[Data provided]
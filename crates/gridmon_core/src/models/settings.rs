//! Deployment settings, populated once at startup.

use std::path::PathBuf;
use std::time::Duration;

/// Key in the control file that selects managed-cloud addressing.
pub const USE_CLOUD_KEY: &str = "use.viridian";

/// Log level of the cluster client module.
#[derive(Debug, Clone, Copy, PartialEq, Eq, Default)]
pub enum LogLevel {
    /// No client logging
    Off,
    /// Errors only
    Error,
    /// Warnings and errors
    Warn,
    /// Lifecycle events (default)
    #[default]
    Info,
    /// Per-invocation detail
    Debug,
    /// Frame-level detail
    Trace,
}

impl LogLevel {
    /// Convert to an `EnvFilter` directive level.
    pub fn as_directive(&self) -> &'static str {
        match self {
            Self::Off => "off",
            Self::Error => "error",
            Self::Warn => "warn",
            Self::Info => "info",
            Self::Debug => "debug",
            Self::Trace => "trace",
        }
    }

    /// Parse from string representation.
    pub fn parse(s: &str) -> Option<Self> {
        match s.trim().to_lowercase().as_str() {
            "off" | "none" => Some(Self::Off),
            "error" | "severe" => Some(Self::Error),
            "warn" | "warning" => Some(Self::Warn),
            "info" => Some(Self::Info),
            "debug" | "fine" => Some(Self::Debug),
            "trace" | "finest" => Some(Self::Trace),
            _ => None,
        }
    }
}

/// Contents of the local control file.
#[derive(Debug, Clone, Copy, PartialEq, Eq, Default)]
pub struct ControlFile {
    /// Whether managed-cloud addressing is selected
    pub use_cloud: bool,
}

impl ControlFile {
    /// Parse `key=value` lines.
    ///
    /// Any line `use.viridian=true` (value case-insensitive) selects cloud
    /// addressing; blank lines, comments and other keys are ignored.
    pub fn parse(contents: &str) -> Self {
        let use_cloud = contents
            .lines()
            .map(str::trim)
            .filter(|line| !line.is_empty() && !line.starts_with('#'))
            .filter_map(|line| line.split_once('='))
            .any(|(key, value)| {
                key.trim().eq_ignore_ascii_case(USE_CLOUD_KEY)
                    && value.trim().eq_ignore_ascii_case("true")
            });
        Self { use_cloud }
    }
}

/// Managed-cloud deployment settings.
#[derive(Clone)]
pub struct CloudSettings {
    /// Cluster id used as the cluster name in cloud mode
    pub cluster_id: String,
    /// Discovery token
    pub discovery_token: String,
    /// Passphrase of the encrypted private key
    pub key_password: String,
    /// Host (or full base URL) of the discovery service
    pub url_base: String,
    /// CA certificate (PEM)
    pub ca_file: PathBuf,
    /// Client certificate (PEM)
    pub cert_file: PathBuf,
    /// Encrypted client private key (PEM)
    pub key_file: PathBuf,
}

impl Default for CloudSettings {
    fn default() -> Self {
        Self {
            cluster_id: String::new(),
            discovery_token: String::new(),
            key_password: String::new(),
            url_base: "api.viridian.hazelcast.com".to_string(),
            ca_file: PathBuf::from("/tmp/ca.pem"),
            cert_file: PathBuf::from("/tmp/cert.pem"),
            key_file: PathBuf::from("/tmp/key.pem"),
        }
    }
}

impl std::fmt::Debug for CloudSettings {
    fn fmt(&self, f: &mut std::fmt::Formatter<'_>) -> std::fmt::Result {
        f.debug_struct("CloudSettings")
            .field("cluster_id", &self.cluster_id)
            .field("discovery_token", &"<redacted>")
            .field("key_password", &"<redacted>")
            .field("url_base", &self.url_base)
            .field("ca_file", &self.ca_file)
            .field("cert_file", &self.cert_file)
            .field("key_file", &self.key_file)
            .finish()
    }
}

/// Process-wide settings for the reporter.
#[derive(Debug, Clone)]
pub struct Settings {
    /// On-premises cluster name
    pub cluster_name: String,
    /// Name the client registers under
    pub client_name: String,
    /// Kubernetes service DNS name of the cluster
    pub service_dns: String,
    /// Managed-cloud settings
    pub cloud: CloudSettings,
    /// Path of the control file
    pub control_file: PathBuf,
    /// Map read by the generic-record step
    pub generic_record_map: String,
    /// Wait before the first query
    pub warmup: Duration,
    /// Wait before disconnecting
    pub linger: Duration,
    /// Whether the client publishes statistics
    pub metrics_enabled: bool,
    /// Log level of the cluster client module
    pub client_log_level: LogLevel,
    /// Raw `MY_KUBERNETES_ENABLED` value
    pub kubernetes: String,
    /// `HOST_IP`, if set
    pub host_ip: Option<String>,
    /// `HOME`, if set
    pub home: Option<String>,
    /// Values that could not be parsed and fell back to defaults
    pub issues: Vec<String>,
}

impl Default for Settings {
    fn default() -> Self {
        Self {
            cluster_name: "grid1".to_string(),
            client_name: "gridmon".to_string(),
            service_dns: "gridmon-grid1-hazelcast.default.svc.cluster.local".to_string(),
            cloud: CloudSettings::default(),
            control_file: PathBuf::from("/tmp/control.file"),
            generic_record_map: "__map-store.mysql_slf4j".to_string(),
            warmup: Duration::from_secs(60),
            linger: Duration::from_secs(24 * 60 * 60),
            metrics_enabled: true,
            client_log_level: LogLevel::Info,
            kubernetes: String::new(),
            host_ip: None,
            home: None,
            issues: Vec::new(),
        }
    }
}

impl Settings {
    /// Populate settings from the process environment.
    pub fn from_env() -> Self {
        Self::from_lookup(|key| std::env::var(key).ok())
    }

    /// Populate settings from an arbitrary key lookup.
    pub fn from_lookup(lookup: impl Fn(&str) -> Option<String>) -> Self {
        let mut settings = Self::default();
        let text = |key: &str| lookup(key).filter(|v| !v.trim().is_empty());

        if let Some(v) = text("GRIDMON_CLUSTER_NAME") {
            settings.cluster_name = v;
        }
        if let Some(v) = text("GRIDMON_CLIENT_NAME") {
            settings.client_name = v;
        }
        if let Some(v) = text("GRIDMON_SERVICE_DNS") {
            settings.service_dns = v;
        }
        if let Some(v) = text("GRIDMON_CLOUD_CLUSTER_ID") {
            settings.cloud.cluster_id = v;
        }
        if let Some(v) = text("GRIDMON_CLOUD_TOKEN") {
            settings.cloud.discovery_token = v;
        }
        if let Some(v) = text("GRIDMON_CLOUD_KEY_PASSWORD") {
            settings.cloud.key_password = v;
        }
        if let Some(v) = text("GRIDMON_CLOUD_URL_BASE") {
            settings.cloud.url_base = v;
        }
        if let Some(v) = text("GRIDMON_CA_FILE") {
            settings.cloud.ca_file = PathBuf::from(v);
        }
        if let Some(v) = text("GRIDMON_CERT_FILE") {
            settings.cloud.cert_file = PathBuf::from(v);
        }
        if let Some(v) = text("GRIDMON_KEY_FILE") {
            settings.cloud.key_file = PathBuf::from(v);
        }
        if let Some(v) = text("GRIDMON_CONTROL_FILE") {
            settings.control_file = PathBuf::from(v);
        }
        if let Some(v) = text("GRIDMON_GENERIC_RECORD_MAP") {
            settings.generic_record_map = v;
        }

        if let Some(v) = text("GRIDMON_WARMUP_SECS") {
            match parse_secs(&v) {
                Some(d) => settings.warmup = d,
                None => settings.issues.push(format!("GRIDMON_WARMUP_SECS '{v}' is not a number")),
            }
        }
        if let Some(v) = text("GRIDMON_LINGER_SECS") {
            match parse_secs(&v) {
                Some(d) => settings.linger = d,
                None => settings.issues.push(format!("GRIDMON_LINGER_SECS '{v}' is not a number")),
            }
        }
        if let Some(v) = text("GRIDMON_METRICS") {
            match parse_bool(&v) {
                Some(b) => settings.metrics_enabled = b,
                None => settings.issues.push(format!("GRIDMON_METRICS '{v}' is not a boolean")),
            }
        }
        if let Some(v) = text("GRIDMON_CLIENT_LOG_LEVEL") {
            match LogLevel::parse(&v) {
                Some(level) => settings.client_log_level = level,
                None => {
                    settings.issues.push(format!("GRIDMON_CLIENT_LOG_LEVEL '{v}' is not a level"))
                }
            }
        }

        settings.kubernetes = lookup("MY_KUBERNETES_ENABLED").unwrap_or_default();
        settings.host_ip = text("HOST_IP");
        settings.home = lookup("HOME");
        settings
    }

    /// Whether Kubernetes service DNS addressing is selected.
    pub fn kubernetes_enabled(&self) -> bool {
        self.kubernetes.trim().eq_ignore_ascii_case("true")
    }
}

fn parse_secs(value: &str) -> Option<Duration> {
    value.trim().parse::<u64>().ok().map(Duration::from_secs)
}

fn parse_bool(value: &str) -> Option<bool> {
    match value.trim().to_lowercase().as_str() {
        "true" | "1" | "yes" | "on" => Some(true),
        "false" | "0" | "no" | "off" => Some(false),
        _ => None,
    }
}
[/Data provided]
◆ The problem
If a line above contains the word "before", it counts; state how many lines count, and nothing more.

◆ Response box
2